Plan from 1930 of HNLMS Banckert and HNLMS Van Nes

The Admiralen class consisted of eight destroyers built for the Royal Netherlands Navy during the 1920s. All ships fought in World War II and were scuttled or sunk.

==Design and description==
The Admiralen class was built to replace the Wolf-class destroyers. Their design was derived from that of the destroyer , an experimental British ship designed after the First World War. The ships had an overall length of 98.15 m, a beam of 9.53 m, and a draft of 2.97 m. The first batch of four ships displaced 1310 t at standard displacement while the second-batch ships were 30 LT heavier at full load at 1640 t. Their crew consisted of 143 men.

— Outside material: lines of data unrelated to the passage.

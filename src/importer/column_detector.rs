// ==========================================
// 工程文档管理系统 - 列名识别
// ==========================================
// 依据: Import_Matching_Spec_v0.2.md - 列映射规则
// ==========================================
// 三个必需逻辑列: discipline_code / document_type_code / document_type_name
// 识别顺序: 完全匹配（忽略大小写）→ 忽略分隔符（_ 空格 -）→ 双向子串。
// 任一必需列无候选 → MissingColumns，整次导入中止。
// 标注列（drs）可选，只做精确/忽略分隔符匹配——
// 三字母 token 做子串匹配误命中率过高。
// ==========================================

use crate::importer::error::{ImportError, ImportResult};
use tracing::debug;

/// 逻辑列名（与上传模板的约定列名）
pub const FIELD_DISCIPLINE_CODE: &str = "discipline_code";
pub const FIELD_DOCUMENT_TYPE_CODE: &str = "document_type_code";
pub const FIELD_DOCUMENT_TYPE_NAME: &str = "document_type_name";

// ==========================================
// ResolvedColumns - 识别结果
// ==========================================
// 各字段保存表头原文，供逐行取值
#[derive(Debug, Clone, PartialEq, Eq)]
pub struct ResolvedColumns {
    pub discipline_code: String,
    pub document_type_code: String,
    pub document_type_name: String,
    pub metadata: Option<String>,
}

/// 识别必需列与可选标注列
pub fn detect_columns(headers: &[String], metadata_column: &str) -> ImportResult<ResolvedColumns> {
    let discipline_code = find_column(FIELD_DISCIPLINE_CODE, headers);
    let document_type_code = find_column(FIELD_DOCUMENT_TYPE_CODE, headers);
    let document_type_name = find_column(FIELD_DOCUMENT_TYPE_NAME, headers);

    match (discipline_code, document_type_code, document_type_name) {
        (Some(discipline_code), Some(document_type_code), Some(document_type_name)) => {
            let resolved = ResolvedColumns {
                discipline_code,
                document_type_code,
                document_type_name,
                metadata: find_exact_column(metadata_column, headers),
            };
            debug!(?resolved, "列名识别完成");
            Ok(resolved)
        }
        (discipline_code, document_type_code, document_type_name) => {
            let mut columns = Vec::new();
            if discipline_code.is_none() {
                columns.push(FIELD_DISCIPLINE_CODE.to_string());
            }
            if document_type_code.is_none() {
                columns.push(FIELD_DOCUMENT_TYPE_CODE.to_string());
            }
            if document_type_name.is_none() {
                columns.push(FIELD_DOCUMENT_TYPE_NAME.to_string());
            }
            Err(ImportError::MissingColumns { columns })
        }
    }
}

/// 模糊列名识别：精确 → 忽略分隔符 → 双向子串
fn find_column(target: &str, headers: &[String]) -> Option<String> {
    let target_lower = target.to_lowercase();

    // 完全匹配（忽略大小写）
    if let Some(header) = headers
        .iter()
        .find(|h| h.to_lowercase() == target_lower)
    {
        return Some(header.clone());
    }

    // 忽略分隔符（_ 空格 -）
    let target_stripped = strip_separators(&target_lower);
    if let Some(header) = headers
        .iter()
        .find(|h| strip_separators(&h.to_lowercase()) == target_stripped)
    {
        return Some(header.clone());
    }

    // 双向子串
    headers
        .iter()
        .find(|h| {
            let header_lower = h.to_lowercase();
            !header_lower.is_empty()
                && (header_lower.contains(&target_lower) || target_lower.contains(&header_lower))
        })
        .cloned()
}

/// 严格列名识别：精确或忽略分隔符，不做子串
fn find_exact_column(target: &str, headers: &[String]) -> Option<String> {
    let target_lower = target.to_lowercase();
    if let Some(header) = headers
        .iter()
        .find(|h| h.to_lowercase() == target_lower)
    {
        return Some(header.clone());
    }

    let target_stripped = strip_separators(&target_lower);
    headers
        .iter()
        .find(|h| strip_separators(&h.to_lowercase()) == target_stripped)
        .cloned()
}

fn strip_separators(value: &str) -> String {
    value
        .chars()
        .filter(|c| !matches!(c, '_' | ' ' | '-'))
        .collect()
}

The Admiralens were powered by two geared Parsons steam turbines, each driving one propeller shaft using steam provided by three Yarrow boilers. The turbines were designed to produce 31000 shp which was intended give the ships a speed of 36 kn. One of the differences from the first-batch ships was that the second-batch ships carried additional fuel oil which gave them an extra 100 nmi of range, for a total of 3300 nmi at 15 kn.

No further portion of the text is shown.